Anayasa’nın 110. madde düzenlemesi, dış politikanın yönetilmesi, diplomatik temsil ve uluslar arası antlaşmaların akdedilmesine ilişkin yetkileri münhasıran federal makamlara bırakmaktadır. Benzer şekilde ulusal savunma politikası, maliye ve gümrük politikaları, ölçü-tartı birimlerinin standartlaştırılması, yurttaşlık, ikamet, göç politikası vs. gibi alanlarda esas olarak federal makamları yetkili kılmıştır ve bu durum federal hukukun klasik uygulamalarına uygundur. Anayasa’nın 114. madde düzenlemesi de başta sağlık, eğitim ve kültür olmak üzere pek çok konuda federal ve federe birimlerin paylaşılan yetkilere sahip olduğunun altını çizmektedir.
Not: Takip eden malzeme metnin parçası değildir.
use std::path::PathBuf;
use std::process::ExitCode;

use clap::Parser;
use edconf::{
    find_config_file, generate_init_file, load_config, merge_settings, run, should_use_colors,
    CliOptions, EdconfToml, OutputContext, OutputMode,
};
use tracing_subscriber::{EnvFilter, FmtSubscriber};

#[derive(Parser)]
#[command(name = "edconf")]
#[command(version, about = "Show the .editorconfig rules that apply to files")]
struct Cli {
    /// Target files or directories
    #[arg(required_unless_present = "init")]
    paths: Vec<PathBuf>,

    /// Print raw resolved properties, including unknown ones
    #[arg(short, long)]
    raw: bool,

    /// Output only the names of files that have rules
    #[arg(short, long)]
    quiet: bool,

    /// Config file name to look for in each directory
    #[arg(short, long, value_name = "NAME")]
    file_name: Option<String>,

    /// Generate a template edconf.toml configuration file
    #[arg(long)]
    init: bool,

    /// Specify config file path (overrides auto-discovery)
    #[arg(long, value_name = "PATH")]
    config: Option<PathBuf>,

    /// Show which config files each result came from, and debug logs
    #[arg(short, long)]
    verbose: bool,

    /// Force colored output
    #[arg(long)]
    color: bool,

    /// Disable colored output
    #[arg(long)]
    no_color: bool,
}

fn main() -> ExitCode {
    let cli = Cli::parse();
    init_logging(cli.verbose);

    // Handle --init command
    if cli.init {
        return handle_init();
    }

    let toml_config = load_configuration(&cli.config);

    let cli_options = CliOptions {
        file_name: cli.file_name.clone(),
        raw: cli.raw.then_some(true),
    };
    let settings = merge_settings(&cli_options, toml_config.as_ref());

    let mode = if cli.quiet {
        OutputMode::Quiet
    } else {
        OutputMode::Normal
    };
    let ctx = OutputContext::new(
        mode,
        should_use_colors(cli.color, cli.no_color),
        cli.verbose,
    );

    match run(&cli.paths, &settings, &ctx) {
        Ok(_) => ExitCode::SUCCESS,
        Err(e) => {
            eprintln!("Error: {e}");
            ExitCode::from(1)
        }
    }
}

fn init_logging(verbose: bool) {
    let default_level = if verbose { "debug" } else { "warn" };
    let filter =
        EnvFilter::try_from_default_env().unwrap_or_else(|_| EnvFilter::new(default_level));

    let subscriber = FmtSubscriber::builder()
        .with_env_filter(filter)
        .with_writer(std::io::stderr)
        .finish();
    if let Err(e) = tracing::subscriber::set_global_default(subscriber) {
        eprintln!("Warning: failed to install logger: {e}");
    }
}

fn handle_init() -> ExitCode {
    match generate_init_file() {
        Ok(path) => {
            println!("Created {}", path.display());
            ExitCode::SUCCESS
        }
        Err(e) => {
            eprintln!("Error: {e}");
            ExitCode::from(1)
        }
    }
}

fn load_configuration(explicit_path: &Option<PathBuf>) -> Option<EdconfToml> {
    let config_path = explicit_path.clone().or_else(|| {
        std::env::current_dir()
            .ok()
            .and_then(|d| find_config_file(&d))
    });

    config_path.and_then(|p| match load_config(&p) {
        Ok(config) => {
            tracing::debug!(path = %p.display(), "using config");
            Some(config)
        }
        Err(e) => {
            eprintln!("Warning: Failed to load {}: {}", p.display(), e);
            None
        }
    })
}
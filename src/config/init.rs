//! Template generation for `--init` command

use std::fs;
use std::io;
use std::path::{Path, PathBuf};

/// Template edconf.toml with documentation
pub const EDCONF_TOML_TEMPLATE: &str = r#"# edconf.toml - Configuration for the edconf resolver
#
# edconf reports the .editorconfig rules that apply to each file:
# it walks from the file's directory up to the filesystem root (or the first
# file declaring `root = true`) and merges every matching section, closest
# file last. The settings below tune that walk - uncomment as needed.

[resolve]
# Config file name looked up in each directory.
# Default: ".editorconfig"
# file_name = ".editorconfig"

# Upper bound on the values a brace range such as {1..100} may expand to.
# Sections whose pattern exceeds it are ignored.
# Default: 1024
# max_alternatives = 1024

# Parse each config file only once per run.
# Default: true
# cache = true

[output]
# Print the raw resolved key=value pairs, including unknown properties,
# instead of the typed rule set.
# Default: false
# raw = false
"#;

/// Generate edconf.toml in the specified directory (or current directory if None).
///
/// Returns an error if edconf.toml already exists.
pub fn generate_init_file_in(dir: Option<&Path>) -> io::Result<PathBuf> {
    let path = dir.map_or_else(|| PathBuf::from("edconf.toml"), |d| d.join("edconf.toml"));

    if path.exists() {
        return Err(io::Error::new(
            io::ErrorKind::AlreadyExists,
            "edconf.toml already exists",
        ));
    }

    fs::write(&path, EDCONF_TOML_TEMPLATE)?;
    Ok(path)
}

/// Generate edconf.toml in the current directory.
pub fn generate_init_file() -> io::Result<PathBuf> {
    generate_init_file_in(None)
}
Ne var ki ilgili konuların dışında Irak’ın bütünlüğünü tehdit riski taşıyan iki noktaya işaret etmek gerekir. İlk olarak Anayasa, gümrüklerin yönetimi, elektrik enerjisi kaynakları ve bu kaynakların dağıtımı ve su kaynaklarına ilişkin konuları da paylaşılan yetkiler kategorisine dahil etmiştir. Bilebildiğimiz kadarıyla Dünya’daki bütün federal devlet uygulamalarında gümrükler ve doğal kaynaklar ülkenin bütününe ait sayıldığı için münhasıran federal makamlara ait yetki kategorisi içerisinde yer alır. Oysa Anayasa bu iki konuda federe birimlere açık yetki tanımıştır.

İkinci olarak ve daha da anlaşılmaz olanı, paylaşılan yetkiler kategorisinde federal ve federe yasalar arasında çatışma çıkması durumunda Anayasa açıkça federe yasalara ve vilayet hukukuna üstünlük tanınacağını söylemektedir (Madde 115). Benzer biçimde Anayasa’nın açıkça federal makamlara yetki tanımadığı alanlarda federe birimler ve vilayetler genel bir yetkiye sahip olacaklardır.

Anayasa’nın 111. maddesi, “petrol ve gazın federe birimler ve vilayetlerde yaşayan bütün Irak halkına ait olduğu”nu söyleyerek bu alanı da paylaşılan yetkiler kategorisine dahil etmiştir. Özellikle bu son nokta üzerinde gerek anayasa gerekse federal yasa, birbiriyle çelişen ve son derece belirsiz ifadelere yer vermektedir.

• Anayasa, gerek terminoloji, gerekse iktidarın kullanımı noktasında Anglo-Sakson hukukunu örnek almış gibidir. Pek çok devlet yetkisinin İngiliz modeli bağımsız idari otoritelerce kullanılacak olması bu konuya ilişkin olarak verilebilecek onlarca örnekten sadece biridir. Ne var ki İngiliz siyasal rejiminde asıl olan, güçlü siyasi teamüllerin varlığıdır. Böylesi teamüllerin neredeyse hiç olmadığı Irak gibi bir yapıda Anayasa tarafından öngörülen modellerin işlemesi olası değildir.

Gene Irak Anayasası devleti nitelerken de birbiriyle çelişen ve yorumlanması çok güç kimi ifadelere yer vermektedir: Anayasa’nın 1. maddesi devleti “cumhuriyetçi, temsili, parlamenter ve demokratik hükümet sistemine sahip tekil federal, bağımsız ve egemen bir devlet” şeklinde niteledikten sonra “İslam’ın, devletin resmi dini ve bir hukuk kaynağı” olduğunun altını çizmektedir (Madde 2). Aynı düzenlemeye göre “hiçbir kanun, İslam’ın yerleşik hükümlerine (ahkam) aykırı olamayacağı” gibi “demokrasi ilkelerine” de aykırı olamaz. Gene Irak, “çok uluslu, (çok etnikli değil..), çok dinli ve çok mezhepli bir ülkedir. Irak, Arap Birliği’nin kurucu ve aktif bir üyesi ve İslam dünyasının bir parçasıdır.” Anayasa’ya göre “Irak vatandaşlığı Irak’ın demografik yapısını bozacak bir yerleşim politikasına izin vermez” (Madde 18-5) Ancak federal ya da federe yasalar ile madde 18-5 çerçevesinde yerleşime sınırlama getirilebilecektir.

Tekrar ifade etmek gerekirse Bütün bu örneklemelerden görüleceği gibi bilinçli bir yol haritasının sürecin en başından beri varolduğu ortadadır. Acılar ve büyük potansiyel tehlikelerle dolu Irak örneğinin Türkiye açısından ne ifade ettiği çok iyi sorgulanmalı stratejik vizyon, iç politikada bütünlük, toplumsal mutabakat ve en az kayıpla süreçteki tehlikeler bertaraf edilmelidir.